I’d like to tell you about somebody I know. Let’s call him Sameer.
When Sameer received his first salary, at the age of 21, he spent it on a multitude of things. Things he’d already had in mind even before getting his paycheck! He spent on dining at his favourite restaurant, went on a shopping spree, booked tickets for a weekend getaway, gifted his mom a saree and his dad a new phone. He told himself that he’d start saving from next month.
Fast forward to today. It’s 6 years later and he still hasn’t started saving. He’s 27. He’ll be getting married next year. And he’s thinking of taking a home loan. And he barely has any investments to his name.
Sameer’s story might resonate with you.
We all know that saving is important. Yet somehow, we tend to ignore it or simply procrastinate. Instant gratification takes over and quite quickly becomes a habit.
It’s very common to spend on stuff we want and postpone saving and investing.
If we have some excess at the end of the month, we might lock it away in a fixed deposit. But that’s about it.
What this leads to is inconsistent and insufficient income growth. So to put it bluntly, you’re being insensitive with yourself.
Paying yourself first means that you’re not only looking out for your current self, but you’re also looking out for your future self.
Oftentimes, it takes years to realize that paying yourself first is an absolute must. And then, unfortunately, it’s too late.
So start today. Set aside a small part of your income every month, preferably 5 days after you get your salary.
Invest this amount.

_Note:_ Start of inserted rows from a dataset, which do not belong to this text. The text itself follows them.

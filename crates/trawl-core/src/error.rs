//! Core error types for Trawl.
//!
//! Subsystem crates define their own error enums; this module holds the
//! errors raised by shared types and by configuration handling.

use thiserror::Error;

/// Central error type for shared Trawl operations.
#[derive(Error, Debug)]
pub enum TrawlError {
    /// Configuration errors (file loading, parsing, validation)
    #[error("configuration error: {0}")]
    Config(#[from] ConfigError),

    /// Validation errors (malformed query, out-of-range values)
    #[error("validation error: {0}")]
    Validation(String),

    /// I/O errors
    #[error("I/O error: {0}")]
    Io(#[from] std::io::Error),

    /// Generic internal errors
    #[error("internal error: {0}")]
    Internal(String),
}

/// Configuration-specific errors.
#[derive(Error, Debug)]
pub enum ConfigError {
    /// Failed to determine config directory path
    #[error("could not determine config directory (XDG base directories not available)")]
    NoConfigDir,

    /// Config file not found at an explicitly requested path
    #[error("config file not found at {path}")]
    NotFound {
        /// Path where config was expected
        path: String,
    },

    /// Failed to parse TOML
    #[error("failed to parse config TOML: {0}")]
    ParseError(#[from] toml::de::Error),

    /// Failed to serialize config
    #[error("failed to serialize config: {0}")]
    SerializeError(#[from] toml::ser::Error),

    /// I/O error reading/writing config
    #[error("I/O error: {0}")]
    Io(#[from] std::io::Error),

    /// Invalid configuration value
    #[error("invalid config value for {field}: {reason}")]
    InvalidValue {
        /// Field name
        field: String,
        /// Reason for invalidity
        reason: String,
    },
}

/// Result type alias using `TrawlError`.
pub type Result<T> = std::result::Result<T, TrawlError>;

/// Result type alias for configuration operations.
pub type ConfigResult<T> = std::result::Result<T, ConfigError>;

Then sit back and watch how your income slowly and steadily becomes wealth.
Here are 4 major benefits of paying yourself first
1. Planning for life goals
Investing in yourself before anything or anyone else, enables you to effectively plan your goals. Be it buying a car or a house, backpacking across Europe or getting a masters degree a few years into your career. Goals become so much more attainable when you set aside small amounts towards them every month.

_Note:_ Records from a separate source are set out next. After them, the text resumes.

use serde::{Deserialize, Serialize};
use std::time::Duration;
use thiserror::Error;
use trawl_browser::BrowserError;
use trawl_core::TrawlError;

#[derive(Debug, Error)]
pub enum CollectError {
    #[error("invalid search request: {0}")]
    Validation(String),

    #[error("no search response captured within {timeout:?}")]
    NoData { timeout: Duration },

    #[error("session restricted by the site (code {code}); wait or change network before retrying")]
    Throttled { code: i64 },

    #[error("failed to decode search response: {0}")]
    Decode(#[from] DecodeError),

    #[error("search failed with code {code}: {message}")]
    Remote { code: i64, message: String },

    #[error("browser error: {0}")]
    Driver(#[from] BrowserError),

    #[error("I/O error: {0}")]
    Io(#[from] std::io::Error),

    #[error("serialization error: {0}")]
    Serialization(#[from] serde_json::Error),
}

impl CollectError {
    /// Machine-readable category of this failure.
    #[must_use]
    pub fn kind(&self) -> FailureKind {
        match self {
            Self::Validation(_) => FailureKind::Validation,
            Self::NoData { .. } => FailureKind::NoData,
            Self::Throttled { .. } => FailureKind::Throttled,
            Self::Decode(_) => FailureKind::Decode,
            Self::Remote { .. } => FailureKind::Remote,
            Self::Driver(_) => FailureKind::Driver,
            Self::Io(_) | Self::Serialization(_) => FailureKind::Persist,
        }
    }
}

impl From<TrawlError> for CollectError {
    fn from(err: TrawlError) -> Self {
        match err {
            TrawlError::Validation(reason) => Self::Validation(reason),
            other => Self::Validation(other.to_string()),
        }
    }
}

/// Why a payload could not be turned into a result page.
#[derive(Debug, Error)]
pub enum DecodeError {
    #[error("payload is not valid UTF-8: {0}")]
    Utf8(#[from] std::str::Utf8Error),

    #[error("payload is not valid JSON: {0}")]
    Json(#[from] serde_json::Error),

    #[error("payload has no numeric status field `{0}`")]
    MissingCode(String),

    #[error("payload field `{field}` is not {expected}")]
    Shape {
        field: String,
        expected: &'static str,
    },
}

/// Failure category reported alongside partial results.
#[derive(Debug, Clone, Copy, PartialEq, Eq, Hash, Serialize, Deserialize)]
#[serde(rename_all = "snake_case")]
pub enum FailureKind {
    Validation,
    NoData,
    Throttled,
    Decode,
    Remote,
    Driver,
    Persist,
}

pub type Result<T> = std::result::Result<T, CollectError>;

2. Taking care of retirement
It is important to save for your goals. But it is even more important to consider retirement as one of your main goals. Imagine this, at the age of 60, you’ve built up a retirement fund that can sustain the lifestyle you’ve created over the last few decades. You’re also able to travel or start a business with the excess! The possibilities are endless.
3. Guilt-free spending
Once you’ve saved and invested at the beginning of the month, you don’t have to worry about your spending for the rest of the month. You won’t feel guilty if you end up partying too much at that reunion that your college friends have planned, or if you buy yourself a pair of fancy new shoes.
4. The magic of compounding
The beauty of starting early shows only ten years down the line. When compounding works wonders and makes your money grow at rates you cannot even imagine. Something like wine, it gets better with time.
Paying yourself first is super simple. Just automate your investments!
- Start a SIP (systematic investment plan) in a mutual fund
- Set aside anything between 10-30% of your income every month; this is a great start
- Pick a date that’s between the 1st and the 10th of the month; then let it lie, and grow on it’s own
Follow this habit every month to create a platform of financial stability.
You owe it to yourself to be financially independent.
One decision followed by a small action. That’s all it takes.
Look at it this way, you’d be rewarding yourself for all the hard work you do by paying yourself first.
The most important thing you could do with the money you earn is to invest in yourself and your growth.